Sample images will be logged to Tensorboard so that you can see how the Textual Inversion embedding is evolving.

Once training is complete, select the epoch that produces the best visual results.

For this tutorial, we'll choose epoch 500: Screenshot of the Tensorboard UI showing the validation images for epoch 500.

5 - Transfer to InvokeAI

If you haven't already, setup InvokeAI by following its documentation.

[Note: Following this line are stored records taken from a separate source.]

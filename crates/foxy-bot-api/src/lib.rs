//! # Foxy-Bot HTTP Service
//!
//! HTTP server relaying GitLab webhooks into Telegram chats.
//!
//! This service provides:
//! - The GitLab webhook endpoint with shared-secret verification
//! - Destination chat selection from the query string or configuration
//! - Delivery through the Telegram Bot API with the upstream response relayed
//! - A liveness endpoint
//!
//! Deciding whether an event is announced, and with which text, is left to
//! [`foxy_bot_core`].

pub mod auth;
pub mod config;
pub mod delivery;
pub mod errors;
pub mod responses;

pub use self::config::{LoggingConfig, ServerConfig, ServiceConfig, TelegramConfig, WebhookConfig};
pub use delivery::{
    ChatDelivery, DeliveryError, DeliveryResponse, SendMessageRequest, TelegramClient,
};
pub use errors::{ConfigError, ServiceError, WebhookHandlerError};
pub use responses::HealthResponse;

use axum::{
    extract::{DefaultBodyLimit, Query, State},
    http::{HeaderMap, StatusCode},
    middleware,
    response::{IntoResponse, Json, Response},
    routing::{get, post},
    Router,
};
use bytes::Bytes;
use foxy_bot_core::{build_notification_with, DefaultFormatter, Notification, NotificationFormatter};
use serde_json::Value;
use std::{collections::HashMap, future::IntoFuture, net::SocketAddr, sync::Arc, time::Duration};
use tower::ServiceBuilder;
use tower_http::{
    cors::CorsLayer, limit::RequestBodyLimitLayer, timeout::TimeoutLayer, trace::TraceLayer,
};
use tracing::{debug, error, info, instrument, warn};

/// Header used to correlate log lines of one request.
pub const CORRELATION_ID_HEADER: &str = "x-correlation-id";

// ============================================================================
// Application State
// ============================================================================

/// Shared application state
#[derive(Clone)]
pub struct AppState {
    /// Configuration for the service
    pub config: Arc<ServiceConfig>,

    /// Outbound chat delivery
    pub delivery: Arc<dyn ChatDelivery>,

    /// Formatter set used to render events
    pub formatter: Arc<dyn NotificationFormatter>,
}

impl AppState {
    /// Create new application state with the default formatters
    pub fn new(config: ServiceConfig, delivery: Arc<dyn ChatDelivery>) -> Self {
        Self::with_formatter(config, delivery, Arc::new(DefaultFormatter))
    }

    /// Create new application state with a specific formatter set
    pub fn with_formatter(
        config: ServiceConfig,
        delivery: Arc<dyn ChatDelivery>,
        formatter: Arc<dyn NotificationFormatter>,
    ) -> Self {
        Self {
            config: Arc::new(config),
            delivery,
            formatter,
        }
    }
}

// ============================================================================
// HTTP Server
// ============================================================================

/// Create HTTP router with all endpoints
pub fn create_router(state: AppState) -> Router {
    let server = &state.config.server;

    let mut router = Router::new()
        .route(&state.config.webhook.endpoint_path, post(handle_webhook))
        .route(crate::config::HEALTH_PATH, get(handle_health_check));

    if server.enable_cors {
        router = router.layer(CorsLayer::permissive());
    }

    router
        .layer(
            ServiceBuilder::new()
                .layer(TraceLayer::new_for_http())
                .layer(middleware::from_fn(request_logging_middleware))
                .layer(TimeoutLayer::new(Duration::from_secs(server.timeout_seconds)))
                .map_response(IntoResponse::into_response)
                .layer(DefaultBodyLimit::disable())
                .layer(RequestBodyLimitLayer::new(server.max_body_size))
                .into_inner(),
        )
        .with_state(state)
}

/// Start HTTP server
///
/// Builds the Telegram client from `config`, binds the listener and serves
/// until SIGINT or SIGTERM. In-flight requests get
/// `server.shutdown_timeout_seconds` to finish.
pub async fn start_server(config: ServiceConfig) -> Result<(), ServiceError> {
    let delivery = Arc::new(TelegramClient::new(&config.telegram)?);
    let state = AppState::new(config.clone(), delivery);
    let app = create_router(state);

    let addr: SocketAddr = format!("{}:{}", config.server.host, config.server.port)
        .parse()
        .map_err(|e| {
            ServiceError::Configuration(ConfigError::Invalid {
                message: format!(
                    "server address '{}:{}' is invalid: {}",
                    config.server.host, config.server.port, e
                ),
            })
        })?;

    let listener =
        tokio::net::TcpListener::bind(addr)
            .await
            .map_err(|e| ServiceError::BindFailed {
                address: addr.to_string(),
                message: e.to_string(),
            })?;

    info!(
        address = %addr,
        endpoint = %config.webhook.endpoint_path,
        "Starting HTTP server"
    );

    let shutdown_timeout = Duration::from_secs(config.server.shutdown_timeout_seconds);
    let (shutdown_tx, mut shutdown_rx) = tokio::sync::watch::channel(false);

    let server = axum::serve(listener, app)
        .with_graceful_shutdown(async move {
            shutdown_signal().await;
            info!(
                timeout_seconds = shutdown_timeout.as_secs(),
                "Initiating graceful shutdown"
            );
            let _ = shutdown_tx.send(true);
        })
        .into_future();

    let drain_deadline = async move {
        let _ = shutdown_rx.wait_for(|requested| *requested).await;
        tokio::time::sleep(shutdown_timeout).await;
    };

    tokio::select! {
        result = server => {
            result.map_err(|e| ServiceError::ServerFailed {
                message: e.to_string(),
            })?;
        }
        _ = drain_deadline => {
            warn!("Graceful shutdown timed out; abandoning in-flight requests");
        }
    }

    info!("HTTP server shutdown complete");
    Ok(())
}

/// Resolve on SIGINT or, on Unix, SIGTERM.
async fn shutdown_signal() {
    let ctrl_c = async {
        if let Err(e) = tokio::signal::ctrl_c().await {
            error!(error = %e, "Failed to listen for Ctrl+C");
            std::future::pending::<()>().await;
        }
    };

    #[cfg(unix)]
    let terminate = async {
        match tokio::signal::unix::signal(tokio::signal::unix::SignalKind::terminate()) {
            Ok(mut signal) => {
                signal.recv().await;
            }
            Err(e) => {
                error!(error = %e, "Failed to install SIGTERM handler");
                std::future::pending::<()>().await;
            }
        }
    };

    #[cfg(not(unix))]
    let terminate = std::future::pending::<()>();

    tokio::select! {
        _ = ctrl_c => info!("Received SIGINT (Ctrl+C)"),
        _ = terminate => info!("Received SIGTERM"),
    }
}

// ============================================================================
// Webhook Handlers
// ============================================================================

/// Handle GitLab webhook requests
///
/// 1. Verify `X-Gitlab-Token` when a secret is configured
/// 2. Resolve the destination chat (query parameter, then configured default)
/// 3. Render the event; nothing to send answers `200 OK` with an empty body
/// 4. Send the message and relay Telegram's status and JSON body
///
/// GitLab retries webhooks that are not answered within 10 seconds, so no
/// step retries on its own.
#[instrument(skip(state, params, headers, body), fields(event_type, chat_id))]
pub async fn handle_webhook(
    State(state): State<AppState>,
    Query(params): Query<HashMap<String, String>>,
    headers: HeaderMap,
    body: Bytes,
) -> Result<Response, WebhookHandlerError> {
    auth::verify_gitlab_token(state.config.webhook.secret_token.as_deref(), &headers)?;

    let query_param = &state.config.webhook.chat_id_query_param;
    let chat_id = params
        .get(query_param)
        .map(|id| id.trim())
        .filter(|id| !id.is_empty())
        .or(state.config.telegram.default_chat_id.as_deref())
        .ok_or_else(|| WebhookHandlerError::MissingChatId {
            query_param: query_param.clone(),
        })?
        .to_string();

    let event_type = auth::gitlab_event_label(&headers);
    let span = tracing::Span::current();
    span.record("event_type", event_type);
    span.record("chat_id", chat_id.as_str());

    let payload: Value = serde_json::from_slice(&body).unwrap_or_else(|e| {
        debug!(error = %e, "Webhook body is not JSON");
        Value::Null
    });

    let text = match build_notification_with(state.formatter.as_ref(), event_type, &payload) {
        Notification::Empty => {
            info!("Event is not announced; acknowledging without delivery");
            return Ok(StatusCode::OK.into_response());
        }
        Notification::Text(text) => text,
    };

    let request = SendMessageRequest::markdown(chat_id, text);
    let response = state.delivery.send_message(&request).await?;

    if response.is_success() {
        info!(status = response.status, "Notification delivered");
    } else {
        warn!(
            status = response.status,
            body = %response.body,
            "Telegram rejected the notification"
        );
    }

    let status = StatusCode::from_u16(response.status).unwrap_or(StatusCode::BAD_GATEWAY);
    Ok((status, Json(response.body)).into_response())
}

// ============================================================================
// Health Check Handlers
// ============================================================================

/// Basic health check endpoint
#[instrument]
async fn handle_health_check() -> Json<HealthResponse> {
    Json(HealthResponse::healthy())
}

// ============================================================================
// Middleware
// ============================================================================

/// Tag each request with a correlation id and log its outcome.
///
/// The id is taken from `x-correlation-id` when the caller sends one and is
/// echoed back on the response. Only the path is logged because the query
/// string may carry the destination chat id.
#[instrument(
    name = "request",
    skip_all,
    fields(method = %request.method(), path = %request.uri().path(), correlation_id)
)]
async fn request_logging_middleware(
    request: axum::extract::Request,
    next: axum::middleware::Next,
) -> Response {
    let start = std::time::Instant::now();
    let correlation_id = request
        .headers()
        .get(CORRELATION_ID_HEADER)
        .and_then(|v| v.to_str().ok())
        .filter(|s| !s.is_empty())
        .map(str::to_string)
        .unwrap_or_else(|| uuid::Uuid::new_v4().to_string());
    tracing::Span::current().record("correlation_id", correlation_id.as_str());

    let mut response = next.run(request).await;
    if let Ok(value) = correlation_id.parse() {
        response.headers_mut().insert(CORRELATION_ID_HEADER, value);
    }

    let status = response.status().as_u16();
    let duration_ms = start.elapsed().as_millis() as u64;
    match response.status() {
        s if s.is_server_error() => error!(status, duration_ms, "Request failed"),
        s if s.is_client_error() => warn!(status, duration_ms, "Request rejected"),
        _ => debug!(status, duration_ms, "Request completed"),
    }

    response
}

#[cfg(test)]
#[path = "lib_tests.rs"]
mod tests;
//! Error types for the HTTP service

use crate::delivery::DeliveryError;
use axum::{
    http::StatusCode,
    response::{IntoResponse, Json, Response},
};
use tracing::{error, warn};

/// Body returned to GitLab when the `X-Gitlab-Token` check fails.
pub const UNAUTHORIZED_MESSAGE: &str = "Unauthorized Gitlab Token";

/// Webhook handler errors with HTTP status code mapping
///
/// - `400 Bad Request`: the request names no destination chat
/// - `401 Unauthorized`: the shared secret does not match
/// - `502 Bad Gateway`: the Telegram Bot API could not be reached or
///   answered with something other than JSON
///
/// Upstream Telegram errors that arrive as JSON are not errors here: their
/// status and body are relayed to GitLab unchanged.
#[derive(Debug, thiserror::Error)]
pub enum WebhookHandlerError {
    /// `X-Gitlab-Token` is missing or wrong
    ///
    /// Maps to: `401 Unauthorized` with `{"message": "Unauthorized Gitlab Token"}`
    #[error("{}", UNAUTHORIZED_MESSAGE)]
    Unauthorized,

    /// Neither the query string nor the configuration names a chat
    ///
    /// Maps to: `400 Bad Request` (permanent error, do not retry)
    #[error("No destination chat: pass '{query_param}' or configure a default chat id")]
    MissingChatId { query_param: String },

    /// Telegram delivery failed before an upstream response was available
    ///
    /// Maps to: `502 Bad Gateway`
    #[error("Delivery failed: {0}")]
    Delivery(#[from] DeliveryError),
}

impl IntoResponse for WebhookHandlerError {
    fn into_response(self) -> Response {
        let status = match self {
            Self::Unauthorized => {
                warn!("Rejected webhook with invalid X-Gitlab-Token");
                let body = serde_json::json!({ "message": UNAUTHORIZED_MESSAGE });
                return (StatusCode::UNAUTHORIZED, Json(body)).into_response();
            }
            Self::MissingChatId { .. } => {
                warn!(error = %self, "Rejected webhook without destination chat");
                StatusCode::BAD_REQUEST
            }
            Self::Delivery(ref e) => {
                error!(error = %e, "Telegram delivery failed");
                StatusCode::BAD_GATEWAY
            }
        };

        let body = serde_json::json!({
            "error": self.to_string(),
            "status": status.as_u16(),
            "timestamp": chrono::Utc::now().to_rfc3339(),
        });

        (status, Json(body)).into_response()
    }
}

/// Service-level errors
#[derive(Debug, thiserror::Error)]
pub enum ServiceError {
    #[error("Failed to bind to address {address}: {message}")]
    BindFailed { address: String, message: String },

    #[error("Server failed: {message}")]
    ServerFailed { message: String },

    #[error("Configuration error: {0}")]
    Configuration(#[from] ConfigError),

    #[error("Delivery client error: {0}")]
    Delivery(#[from] DeliveryError),
}

impl ServiceError {
    /// Process exit code for this failure.
    pub fn exit_code(&self) -> i32 {
        match self {
            Self::BindFailed { .. } => 1,
            Self::ServerFailed { .. } => 2,
            Self::Configuration(_) => 3,
            Self::Delivery(_) => 4,
        }
    }
}

/// Configuration errors
#[derive(Debug, thiserror::Error)]
pub enum ConfigError {
    #[error("Invalid configuration: {message}")]
    Invalid { message: String },

    #[error("Missing required configuration: {key}")]
    Missing { key: String },

    #[error("Configuration loading failed: {0}")]
    Load(#[from] ::config::ConfigError),
}

#[cfg(test)]
#[path = "errors_tests.rs"]
mod tests;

Copy the selected TI embedding into your ${INVOKEAI_ROOT}/autoimport/embedding/ directory. For example:

cp output/sdxl_ti_bruce_the_gnome/1702587511.2273068/checkpoint_epoch-00000500.safetensors ${INVOKEAI_ROOT}/autoimport/embedding/bruce_the_gnome.safetensors

Note that we renamed the file to bruce_the_gnome.safetensors. You can choose any file name, but this will become the token used to reference your embedding. So, in our case, we can refer to our new embedding by including <bruce_the_gnome> in our prompts.

Launch Invoke AI and you can now use your new bruce_the_gnome TI embedding! 🎉

Screenshot of the InvokeAI UI with an example of an image generated with the bruce_the_gnome TI embedding. Example image generated with the prompt "a photo of <bruce_the_gnome> at the park".